:: Provided material ::
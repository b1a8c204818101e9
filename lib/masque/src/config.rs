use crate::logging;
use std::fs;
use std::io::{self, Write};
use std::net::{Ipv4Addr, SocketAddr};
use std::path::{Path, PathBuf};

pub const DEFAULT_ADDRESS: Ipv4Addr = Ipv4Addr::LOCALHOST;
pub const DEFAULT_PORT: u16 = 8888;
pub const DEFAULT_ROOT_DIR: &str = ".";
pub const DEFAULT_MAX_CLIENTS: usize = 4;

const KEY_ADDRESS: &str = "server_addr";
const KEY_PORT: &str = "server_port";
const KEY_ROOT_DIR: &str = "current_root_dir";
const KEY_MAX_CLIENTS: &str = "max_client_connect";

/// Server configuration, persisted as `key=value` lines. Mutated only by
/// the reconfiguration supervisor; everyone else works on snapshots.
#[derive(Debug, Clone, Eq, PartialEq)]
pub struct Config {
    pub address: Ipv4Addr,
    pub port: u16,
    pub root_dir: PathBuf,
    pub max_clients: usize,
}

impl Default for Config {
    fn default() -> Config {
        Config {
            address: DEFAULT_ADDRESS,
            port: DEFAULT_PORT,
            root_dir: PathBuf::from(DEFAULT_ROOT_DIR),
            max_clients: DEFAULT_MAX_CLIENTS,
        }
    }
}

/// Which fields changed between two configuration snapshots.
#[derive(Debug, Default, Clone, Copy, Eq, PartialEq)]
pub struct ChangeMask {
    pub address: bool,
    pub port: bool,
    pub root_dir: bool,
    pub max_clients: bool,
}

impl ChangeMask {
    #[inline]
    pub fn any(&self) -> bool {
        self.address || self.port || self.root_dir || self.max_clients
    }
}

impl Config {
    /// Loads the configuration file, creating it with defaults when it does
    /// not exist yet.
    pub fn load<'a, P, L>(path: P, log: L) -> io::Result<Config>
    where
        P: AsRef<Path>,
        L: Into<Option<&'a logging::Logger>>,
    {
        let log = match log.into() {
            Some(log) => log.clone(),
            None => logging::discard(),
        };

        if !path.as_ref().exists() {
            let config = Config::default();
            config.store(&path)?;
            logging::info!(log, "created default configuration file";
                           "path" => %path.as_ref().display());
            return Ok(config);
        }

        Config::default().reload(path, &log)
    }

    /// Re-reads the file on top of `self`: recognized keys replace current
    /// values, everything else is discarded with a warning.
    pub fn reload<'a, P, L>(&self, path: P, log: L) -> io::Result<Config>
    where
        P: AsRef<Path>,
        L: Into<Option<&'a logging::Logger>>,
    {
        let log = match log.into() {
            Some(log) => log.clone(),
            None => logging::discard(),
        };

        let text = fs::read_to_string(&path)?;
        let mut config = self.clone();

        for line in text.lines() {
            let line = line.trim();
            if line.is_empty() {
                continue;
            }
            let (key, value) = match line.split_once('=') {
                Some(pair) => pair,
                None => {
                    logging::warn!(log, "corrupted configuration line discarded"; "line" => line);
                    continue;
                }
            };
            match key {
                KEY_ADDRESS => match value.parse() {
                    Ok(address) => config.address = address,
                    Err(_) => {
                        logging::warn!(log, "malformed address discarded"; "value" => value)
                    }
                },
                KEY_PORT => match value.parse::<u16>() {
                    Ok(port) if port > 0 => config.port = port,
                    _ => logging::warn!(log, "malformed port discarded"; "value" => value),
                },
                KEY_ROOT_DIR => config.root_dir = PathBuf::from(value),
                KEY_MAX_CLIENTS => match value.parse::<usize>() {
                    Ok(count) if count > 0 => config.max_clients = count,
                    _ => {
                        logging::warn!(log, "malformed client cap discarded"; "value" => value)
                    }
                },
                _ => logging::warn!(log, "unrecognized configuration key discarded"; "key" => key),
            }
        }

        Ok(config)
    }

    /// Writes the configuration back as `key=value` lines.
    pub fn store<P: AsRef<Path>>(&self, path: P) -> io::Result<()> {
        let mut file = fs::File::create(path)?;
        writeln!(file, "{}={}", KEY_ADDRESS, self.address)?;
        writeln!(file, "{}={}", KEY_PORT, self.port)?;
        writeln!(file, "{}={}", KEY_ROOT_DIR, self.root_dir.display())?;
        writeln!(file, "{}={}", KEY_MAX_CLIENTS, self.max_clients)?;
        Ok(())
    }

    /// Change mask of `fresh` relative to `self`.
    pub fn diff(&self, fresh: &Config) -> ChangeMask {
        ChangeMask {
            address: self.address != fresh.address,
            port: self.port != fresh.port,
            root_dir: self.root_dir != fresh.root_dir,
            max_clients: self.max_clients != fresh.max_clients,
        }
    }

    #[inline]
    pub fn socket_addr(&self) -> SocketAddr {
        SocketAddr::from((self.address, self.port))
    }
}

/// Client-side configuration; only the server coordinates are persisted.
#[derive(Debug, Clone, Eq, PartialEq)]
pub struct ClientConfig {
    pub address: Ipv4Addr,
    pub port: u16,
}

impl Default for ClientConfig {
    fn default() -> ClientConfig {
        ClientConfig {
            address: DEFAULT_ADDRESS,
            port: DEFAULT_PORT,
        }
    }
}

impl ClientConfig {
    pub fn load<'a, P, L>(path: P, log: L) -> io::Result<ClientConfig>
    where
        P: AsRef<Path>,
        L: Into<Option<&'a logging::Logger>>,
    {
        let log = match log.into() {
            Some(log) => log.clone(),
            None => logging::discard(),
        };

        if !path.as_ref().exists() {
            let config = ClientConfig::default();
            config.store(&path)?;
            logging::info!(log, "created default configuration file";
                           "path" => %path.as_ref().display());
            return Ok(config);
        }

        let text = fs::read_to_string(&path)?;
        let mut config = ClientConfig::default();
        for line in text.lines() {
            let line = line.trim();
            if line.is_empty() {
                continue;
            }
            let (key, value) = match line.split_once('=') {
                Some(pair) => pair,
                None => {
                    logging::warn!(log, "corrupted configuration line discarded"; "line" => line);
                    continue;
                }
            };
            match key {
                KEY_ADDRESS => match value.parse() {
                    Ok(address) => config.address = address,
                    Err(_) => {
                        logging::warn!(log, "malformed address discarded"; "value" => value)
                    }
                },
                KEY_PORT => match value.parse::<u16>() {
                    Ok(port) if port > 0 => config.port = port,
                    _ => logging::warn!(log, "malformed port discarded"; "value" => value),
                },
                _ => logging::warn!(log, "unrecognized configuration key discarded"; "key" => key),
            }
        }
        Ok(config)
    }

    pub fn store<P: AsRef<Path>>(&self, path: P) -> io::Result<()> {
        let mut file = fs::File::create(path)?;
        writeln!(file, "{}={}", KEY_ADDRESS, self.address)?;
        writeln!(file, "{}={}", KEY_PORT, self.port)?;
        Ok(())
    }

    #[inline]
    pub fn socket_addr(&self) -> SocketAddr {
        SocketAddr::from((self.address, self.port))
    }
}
:::
> _What you should do_
Work out how many lines of the material include the word "persisted", then answer with that number alone.

> _Exercise result_
2